## Instructions for the task
From the entries below, copy out every line with "logging" in it.

(Collected data)
+===+

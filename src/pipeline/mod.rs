pub mod finder;

pub use finder::TileLayerFinder;
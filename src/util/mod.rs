//! Utility modules for tilefinder
//!
//! Currently this is the structured logging setup shared by the binary and tests.

pub mod logging;

pub use logging::{init_logging, LoggingConfig};
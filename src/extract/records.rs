//! Record shapes and the pure builder that assembles them from extracted fields

use super::classify::ClassifiedBlock;
use super::fields::{extract_fields, ExtractedFields, GroupFields, TileFields};
use serde::{Deserialize, Serialize};

/// A single raster map layer
#[derive(Debug, Clone, PartialEq, Eq, Serialize, Deserialize)]
pub struct TileLayerRecord {
    pub name: String,
    #[serde(skip_serializing_if = "Option::is_none")]
    pub title: Option<String>,
    #[serde(skip_serializing_if = "Option::is_none")]
    pub typename: Option<String>,
    #[serde(skip_serializing_if = "Option::is_none")]
    pub xyz_url: Option<String>,
    #[serde(skip_serializing_if = "Option::is_none")]
    pub max_zoom: Option<u32>,
}

/// A named collection of other layers
#[derive(Debug, Clone, PartialEq, Eq, Serialize, Deserialize)]
pub struct GroupLayerRecord {
    pub name: String,
    #[serde(skip_serializing_if = "Option::is_none")]
    pub title: Option<String>,
    #[serde(skip_serializing_if = "Option::is_none")]
    pub typename: Option<String>,
    #[serde(default)]
    pub members: Vec<String>,
}

#[derive(Debug, Clone, PartialEq, Eq)]
pub enum LayerRecord {
    Tile(TileLayerRecord),
    Group(GroupLayerRecord),
}

impl LayerRecord {
    pub fn name(&self) -> &str {
        match self {
            LayerRecord::Tile(t) => &t.name,
            LayerRecord::Group(g) => &g.name,
        }
    }
}

impl TileLayerRecord {
    pub fn from_fields(name: impl Into<String>, fields: TileFields) -> Self {
        Self {
            name: name.into(),
            title: fields.title,
            typename: fields.typename,
            xyz_url: fields.xyz_url,
            max_zoom: fields.max_zoom,
        }
    }
}

impl GroupLayerRecord {
    pub fn from_fields(name: impl Into<String>, fields: GroupFields) -> Self {
        Self {
            name: name.into(),
            title: fields.title,
            typename: fields.typename,
            members: fields.members,
        }
    }
}

/// Build the record matching the shape of `fields`
pub fn build_record(name: impl Into<String>, fields: ExtractedFields) -> LayerRecord {
    match fields {
        ExtractedFields::Tile(f) => LayerRecord::Tile(TileLayerRecord::from_fields(name, f)),
        ExtractedFields::Group(f) => LayerRecord::Group(GroupLayerRecord::from_fields(name, f)),
    }
}

/// Extract fields from each classified block and build its record, preserving order
pub fn build_records(blocks: &[ClassifiedBlock]) -> Vec<LayerRecord> {
    blocks
        .iter()
        .filter_map(|block| {
            extract_fields(block.kind, &block.body).map(|fields| build_record(&block.name, fields))
        })
        .collect()
}
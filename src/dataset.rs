//! The ordered collection of tile and group layer records

use crate::extract::{GroupLayerRecord, LayerRecord, TileLayerRecord};
use serde::{Deserialize, Serialize};
use std::collections::HashSet;
use tracing::debug;

/// Tile and group layers keyed by name, in first-seen order
///
/// Names are unique within each collection; a later record with an existing name is
/// ignored.
#[derive(Debug, Clone, Default, PartialEq, Eq, Serialize, Deserialize)]
pub struct Dataset {
    tiles: Vec<TileLayerRecord>,
    groups: Vec<GroupLayerRecord>,
}

/// A record borrowed from either collection
#[derive(Debug, Clone, Copy, PartialEq, Eq)]
pub enum RecordRef<'a> {
    Tile(&'a TileLayerRecord),
    Group(&'a GroupLayerRecord),
}

impl<'a> RecordRef<'a> {
    pub fn name(&self) -> &'a str {
        match self {
            RecordRef::Tile(t) => &t.name,
            RecordRef::Group(g) => &g.name,
        }
    }

    pub fn typename(&self) -> Option<&'a str> {
        match self {
            RecordRef::Tile(t) => t.typename.as_deref(),
            RecordRef::Group(g) => g.typename.as_deref(),
        }
    }
}

impl Dataset {
    pub fn new() -> Self {
        Self::default()
    }

    pub fn from_records(records: impl IntoIterator<Item = LayerRecord>) -> Self {
        let mut dataset = Self::new();
        for record in records {
            let name = record.name().to_string();
            let inserted = match record {
                LayerRecord::Tile(t) => dataset.insert_tile(t),
                LayerRecord::Group(g) => dataset.insert_group(g),
            };
            if !inserted {
                debug!(name, "Duplicate layer name ignored");
            }
        }
        dataset
    }

    /// Insert a tile layer unless one with the same name exists. Returns whether it was added.
    pub fn insert_tile(&mut self, record: TileLayerRecord) -> bool {
        if self.contains_tile(&record.name) {
            return false;
        }
        self.tiles.push(record);
        true
    }

    /// Insert a group layer unless one with the same name exists. Returns whether it was added.
    pub fn insert_group(&mut self, record: GroupLayerRecord) -> bool {
        if self.contains_group(&record.name) {
            return false;
        }
        self.groups.push(record);
        true
    }

    pub fn tiles(&self) -> &[TileLayerRecord] {
        &self.tiles
    }

    pub fn groups(&self) -> &[GroupLayerRecord] {
        &self.groups
    }

    pub fn tile(&self, name: &str) -> Option<&TileLayerRecord> {
        self.tiles.iter().find(|t| t.name == name)
    }

    pub fn group(&self, name: &str) -> Option<&GroupLayerRecord> {
        self.groups.iter().find(|g| g.name == name)
    }

    pub fn contains_tile(&self, name: &str) -> bool {
        self.tile(name).is_some()
    }

    pub fn contains_group(&self, name: &str) -> bool {
        self.group(name).is_some()
    }

    /// Look a name up in the tile layers first, then the group layers
    pub fn lookup(&self, name: &str) -> Option<RecordRef<'_>> {
        self.tile(name)
            .map(RecordRef::Tile)
            .or_else(|| self.group(name).map(RecordRef::Group))
    }

    pub fn tile_names(&self) -> Vec<&str> {
        self.tiles.iter().map(|t| t.name.as_str()).collect()
    }

    pub fn group_names(&self) -> Vec<&str> {
        self.groups.iter().map(|g| g.name.as_str()).collect()
    }

    pub fn len(&self) -> usize {
        self.tiles.len() + self.groups.len()
    }

    pub fn is_empty(&self) -> bool {
        self.tiles.is_empty() && self.groups.is_empty()
    }

    /// Keep only the records the predicates accept; order is preserved
    pub fn filter<T, G>(self, mut keep_tile: T, mut keep_group: G) -> Self
    where
        T: FnMut(&TileLayerRecord) -> bool,
        G: FnMut(&GroupLayerRecord) -> bool,
    {
        Self {
            tiles: self.tiles.into_iter().filter(|t| keep_tile(t)).collect(),
            groups: self.groups.into_iter().filter(|g| keep_group(g)).collect(),
        }
    }

    /// Tile layer names reachable from a group, following nested groups
    ///
    /// Members that name neither a tile nor a group are skipped, as are cycles.
    /// Returns `None` if `group` is not a group layer.
    pub fn resolve_members(&self, group: &str) -> Option<Vec<String>> {
        let root = self.group(group)?;
        let mut visited = HashSet::new();
        let mut resolved = Vec::new();
        visited.insert(root.name.as_str());
        self.collect_members(root, &mut visited, &mut resolved);
        Some(resolved)
    }

    fn collect_members<'a>(
        &'a self,
        group: &'a GroupLayerRecord,
        visited: &mut HashSet<&'a str>,
        resolved: &mut Vec<String>,
    ) {
        for member in &group.members {
            if self.contains_tile(member) {
                if !resolved.contains(member) {
                    resolved.push(member.clone());
                }
            } else if let Some(nested) = self.group(member) {
                if visited.insert(nested.name.as_str()) {
                    self.collect_members(nested, visited, resolved);
                }
            }
        }
    }
}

+===+

## Reply to the task
//! Currently this is the structured logging setup shared by the binary and tests.
pub mod logging;
pub use logging::{init_logging, LoggingConfig};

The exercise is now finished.